Infantile digital fibromatosis is a rare, benign disorder that affects the fingers and toes of infants. It is characterized by the growth of fibrous tissue in the soft tissue of the fingers and toes, resulting in thickening and enlargement of the digits. The condition is usually diagnosed in the first few months of life and can cause pain, deformity, and difficulty with movement. Treatment typically involves surgical removal of the affected tissue.

The most common symptom of infantile digital fibromatosis is the presence of firm, rubbery, non-painful Nodules on the fingers and toes. These Nodules may be present at birth or may develop in the first few months of life. Other symptoms may include:

-Flexion contractures of the fingers and toes

-Joint stiffness

-Painful nodules

-Swelling of the affected area

-Decreased range of motion in the affected area

-Abnormal growth of the affected area

-Deformity of the affected area

The exact cause of infantile digital fibromatosis is unknown. It is thought to be a genetic disorder, as it is often seen in families with a history of the condition. It is also possible that environmental factors, such as exposure to certain chemicals or radiation, may play a role in the development of the condition.
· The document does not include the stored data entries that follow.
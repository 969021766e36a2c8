//! Error types for the Test262 runner
//!
//! Only run-level preconditions are errors. Anything that goes wrong while a
//! single test is being prepared, compiled or executed is folded into that
//! test's [`TestCaseResult`](crate::result::TestCaseResult) instead.

use std::path::PathBuf;
use thiserror::Error;

/// Main error type for the runner
#[derive(Error, Debug)]
pub enum Error {
    /// A test file or directory given on the command line does not exist
    #[error("test path '{}' does not exist", .0.display())]
    TestPathNotFound(PathBuf),

    /// The compiler or runtime binary could not be found
    #[error("{tool} not found at '{}'", path.display())]
    ToolNotFound { tool: String, path: PathBuf },

    /// No ancestor of a test file contains a `harness/` directory
    #[error("could not locate the test suite root for '{}'", .0.display())]
    SuiteRootNotFound(PathBuf),

    /// The skip list file is malformed
    #[error("invalid skip list '{}': {message}", path.display())]
    SkipList { path: PathBuf, message: String },

    /// A harness include could not be loaded for a test
    #[error("harness error for '{}': {message}", path.display())]
    Harness { path: PathBuf, message: String },

    /// IO error
    #[error("IOError: {source}")]
    Io {
        #[from]
        source: std::io::Error,
    },

    /// JSON (de)serialization error
    #[error("JSONError: {source}")]
    Json {
        #[from]
        source: serde_json::Error,
    },
}

impl Error {
    /// Create a tool-not-found error
    pub fn tool_not_found(tool: impl Into<String>, path: impl Into<PathBuf>) -> Self {
        Error::ToolNotFound {
            tool: tool.into(),
            path: path.into(),
        }
    }

    /// Create a harness error for a test file
    pub fn harness(path: impl Into<PathBuf>, message: impl Into<String>) -> Self {
        Error::Harness {
            path: path.into(),
            message: message.into(),
        }
    }
}

/// Result type alias for the runner
pub type Result<T> = std::result::Result<T, Error>;

#[cfg(test)]
mod tests {
    use super::*;

    #[test]
    fn test_tool_not_found_message() {
        let err = Error::tool_not_found("hermesc", "/opt/bin/hermesc");
        assert_eq!(err.to_string(), "hermesc not found at '/opt/bin/hermesc'");
    }

    #[test]
    fn test_io_error_converts() {
        let io = std::io::Error::new(std::io::ErrorKind::NotFound, "gone");
        let err: Error = io.into();
        assert!(matches!(err, Error::Io { .. }));
        assert!(err.to_string().contains("gone"));
    }
}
1. Observation: In some cases, no treatment is necessary and the condition may resolve on its own.

2. Surgery: Surgery may be recommended to remove the fibromas if they are causing pain or discomfort, or if they are interfering with movement.

3. Cryotherapy: This involves freezing the fibromas with liquid nitrogen.
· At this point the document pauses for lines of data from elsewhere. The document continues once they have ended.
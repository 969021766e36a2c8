//! Bounded worker pool
//!
//! A fixed number of scoped worker threads pull tasks from a shared queue and
//! push results onto an output channel. The calling thread is the only
//! consumer of that channel, so results are handed over one at a time in the
//! order they finish. Holding a worker is what bounds the number of toolchain
//! pipelines in flight: a worker picks up its next task only after the
//! previous one has returned or panicked.

use crossbeam_channel::unbounded;
use std::any::Any;
use std::panic::{self, AssertUnwindSafe};
use std::thread;

/// Runs tasks with at most `jobs` in flight
#[derive(Debug, Clone, Copy)]
pub struct Scheduler {
    jobs: usize,
}

fn panic_message(payload: Box<dyn Any + Send>) -> String {
    if let Some(s) = payload.downcast_ref::<&str>() {
        (*s).to_string()
    } else if let Some(s) = payload.downcast_ref::<String>() {
        s.clone()
    } else {
        "unknown panic".to_string()
    }
}

impl Scheduler {
    /// `jobs == 0` is treated as 1.
    pub fn new(jobs: usize) -> Self {
        Self { jobs: jobs.max(1) }
    }

    pub fn jobs(&self) -> usize {
        self.jobs
    }

    /// Run `work` on every task and hand each result to `on_result` on the
    /// calling thread as soon as it is ready.
    ///
    /// If `work` panics, `recover` turns the task and the panic message into a
    /// result so the run continues and the worker is freed.
    pub fn run<T, R, W, P, F>(&self, tasks: Vec<T>, work: W, recover: P, mut on_result: F)
    where
        T: Send,
        R: Send,
        W: Fn(&T) -> R + Sync,
        P: Fn(&T, String) -> R + Sync,
        F: FnMut(R),
    {
        if tasks.is_empty() {
            return;
        }
        let workers = self.jobs.min(tasks.len());

        let (task_tx, task_rx) = unbounded::<T>();
        let (result_tx, result_rx) = unbounded::<R>();
        for task in tasks {
            // The receiver is alive, so an unbounded send cannot fail.
            let _ = task_tx.send(task);
        }
        drop(task_tx);

        thread::scope(|scope| {
            for worker in 0..workers {
                let task_rx = task_rx.clone();
                let result_tx = result_tx.clone();
                let work = &work;
                let recover = &recover;
                scope.spawn(move || {
                    tracing::trace!(worker, "worker started");
                    for task in task_rx.iter() {
                        let result = match panic::catch_unwind(AssertUnwindSafe(|| work(&task))) {
                            Ok(result) => result,
                            Err(payload) => {
                                let message = panic_message(payload);
                                tracing::warn!(worker, %message, "task panicked");
                                recover(&task, message)
                            }
                        };
                        if result_tx.send(result).is_err() {
                            break;
                        }
                    }
                    tracing::trace!(worker, "worker finished");
                });
            }
            drop(result_tx);

            for result in result_rx.iter() {
                on_result(result);
            }
        });
    }
}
4. Laser therapy: This involves using a laser to destroy the fibromas.

5. Radiotherapy: This involves using radiation to destroy the fibromas.

6. Medication: Certain medications, such as corticosteroids, may be used to reduce inflammation and pain.

1. Genetic predisposition: Infantile digital fibromatosis is caused by a mutation in the gene encoding the protein TGFBR1.

2. Age: Infantile digital fibromatosis is most commonly seen in infants and young children.

3. Gender: Infantile digital fibromatosis is more common in males than females.

4. Ethnicity: Infantile digital fibromatosis is more common in individuals of African descent.

At this time, there is no cure for infantile digital fibromatosis. Treatment typically involves surgical removal of the fibromas, which can be done in a single procedure or in multiple stages. Medications such as nonsteroidal anti-inflammatory drugs (NSAIDs) may be used to reduce inflammation and pain associated with the condition.